Bastesen, Eivind ¹; Rotevatn, Atle ¹
(1)Centre for Integrated Petroleum Research, University of Bergen, Bergen, Norway.

The current study takes aim to characterize and quantify fault zone attributes and properties that are critical for improving forecasting and modelling of structural reservoir heterogeneity in sub-surface carbonate reservoirs. We present detailed case studies of fault cores and damage zone properties from outcrops in Western Sinai, Egypt. Key parameters mapped include fault thickness, composition, geometry and displacement. In addition, the relationship between large scale structural features (faults) and subseismic structural damage (fault-related fracture systems) are addressed.

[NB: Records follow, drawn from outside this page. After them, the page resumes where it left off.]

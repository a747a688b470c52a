//! Maps caller-facing enrollment parameters (UIDs) into a validated store
//! query (resolved metadata, effective org-unit mode).

use super::context::RequestContext;
use super::params::{EnrollmentOperationParams, EnrollmentOrderField, EnrollmentQueryParams};
use super::store::MetadataStore;
use crate::error::TrackerError;
use crate::models::enums::OrgUnitSelectionMode;
use crate::models::user::authorities;
use crate::models::{OrganisationUnit, User};
use crate::uid::is_valid_uid;

fn validate_uid(param: &str, uid: &str) -> Result<(), TrackerError> {
    if is_valid_uid(uid) {
        Ok(())
    } else {
        Err(TrackerError::bad_request(format!(
            "{param} contains an invalid UID: {uid}"
        )))
    }
}

fn resolve_mode(
    user: &User,
    requested: Option<OrgUnitSelectionMode>,
    has_org_units: bool,
) -> Result<OrgUnitSelectionMode, TrackerError> {
    let mode = requested.unwrap_or(if has_org_units {
        OrgUnitSelectionMode::Descendants
    } else {
        OrgUnitSelectionMode::Accessible
    });

    if mode.requires_org_units() && !has_org_units {
        return Err(TrackerError::bad_request(format!(
            "At least one org unit is required for orgUnitMode: {mode}. Please add an orgUnit or use a different orgUnitMode."
        )));
    }
    if !mode.requires_org_units() && has_org_units {
        return Err(TrackerError::bad_request(format!(
            "orgUnitMode {mode} cannot be used with orgUnits. Please remove the orgUnit parameter and try again."
        )));
    }
    if mode == OrgUnitSelectionMode::All && !user.is_authorized(authorities::SEARCH_IN_ALL_ORG_UNITS) {
        return Err(TrackerError::bad_request(
            "Current user is not authorized to query across all organisation units",
        ));
    }
    Ok(mode)
}

pub fn map_enrollment_params<S: MetadataStore + ?Sized>(
    store: &S,
    ctx: &RequestContext,
    params: &EnrollmentOperationParams,
) -> Result<EnrollmentQueryParams, TrackerError> {
    let user = ctx.user();

    for uid in &params.enrollments {
        validate_uid("enrollments", uid)?;
    }

    let program = match &params.program {
        Some(uid) => {
            validate_uid("program", uid)?;
            Some(store.get_program(uid)?.ok_or_else(|| {
                TrackerError::bad_request(format!("Program is specified but does not exist: {uid}"))
            })?)
        }
        None => None,
    };

    let tracked_entity_type = match &params.tracked_entity_type {
        Some(uid) => {
            validate_uid("trackedEntityType", uid)?;
            Some(store.get_tracked_entity_type(uid)?.ok_or_else(|| {
                TrackerError::bad_request(format!(
                    "Tracked entity type is specified but does not exist: {uid}"
                ))
            })?)
        }
        None => None,
    };

    if let Some(uid) = &params.tracked_entity {
        validate_uid("trackedEntity", uid)?;
    }

    let mut org_units = Vec::with_capacity(params.org_units.len());
    for uid in &params.org_units {
        validate_uid("orgUnits", uid)?;
        let org_unit = store.get_org_unit(uid)?.ok_or_else(|| {
            TrackerError::bad_request(format!("Organisation unit does not exist: {uid}"))
        })?;
        if !user.is_super() && !user.is_in_search_scope(&org_unit) {
            return Err(TrackerError::bad_request(format!(
                "Organisation unit is not part of the search scope: {uid}"
            )));
        }
        org_units.push(org_unit);
    }

    let mut org_unit_mode = resolve_mode(user, params.org_unit_mode, !org_units.is_empty())?;
    match org_unit_mode {
        OrgUnitSelectionMode::Accessible if user.is_super() => {
            org_unit_mode = OrgUnitSelectionMode::All;
        }
        OrgUnitSelectionMode::Accessible => {
            org_units = user
                .effective_search_scope()
                .into_iter()
                .cloned()
                .collect::<Vec<OrganisationUnit>>();
        }
        OrgUnitSelectionMode::Capture => {
            org_units = user.capture_scope.clone();
        }
        _ => {}
    }

    let mut order = Vec::with_capacity(params.order.len());
    for o in &params.order {
        let field = EnrollmentOrderField::from_api_name(&o.field).ok_or_else(|| {
            let supported: Vec<&str> = EnrollmentOrderField::ALL.iter().map(|f| f.api_name()).collect();
            TrackerError::bad_request(format!(
                "Order by property `{}` is not supported. Supported are: {}",
                o.field,
                supported.join(", ")
            ))
        })?;
        order.push((field, o.direction));
    }

    Ok(EnrollmentQueryParams {
        enrollments: params.enrollments.clone(),
        program,
        tracked_entity_type,
        tracked_entity: params.tracked_entity.clone(),
        org_units,
        org_unit_mode,
        enrollment_status: params.enrollment_status,
        follow_up: params.follow_up,
        last_updated: params.last_updated,
        enrolled_after: params.enrolled_after,
        enrolled_before: params.enrolled_before,
        include_deleted: params.include_deleted,
        order,
    })
}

The present work studies natural exposures of faults in late Cretaceous to Eocene pre-rift carbonates in Suez Rift. This area, which comprises the eastern flank of the Oligocene-Miocene rift system, offers great exposures of extensional faults in fine-grained carbonates having undergone minor burial only. In order to gain a statistically valid dataset we have studied more than 100 extensional faults with displacements ranging from centimeter to kilometer scales. These faults display a wide range of geometries and compositions related to the variability of host carbonate sedimentology and a variable degree of fault-related diagenesis. Selected relevant cases from the outcrops studied are presented to shed to illustrate typical architectural and property characteristics of the core and damage zone of faults in tight carbonate reservoirs.

Variability in fault core composition appears to be controlled by host rock sedimentology/mineralogy, diagenesis and displacement. Variations in damage zone architecture appear to be controlled by mechanical stratigraphy, strain distribution and overall structural setting (e.g. fault propagation fold, rollover anticline, straight fault segment).

By constraining some or all of the above parameters using subsurface data (seismic and well data), the predictability of fault architecture and the distribution of subseismic structural features (fault related fracture patterns) may be improved. This in turn controls the hydrodynamic behavior of faults and thus may help improve production simulation and forecasting.

AAPG Search and Discovery Article #90135©2011 AAPG International Conference and Exhibition, Milan, Italy, 23-26 October 2011.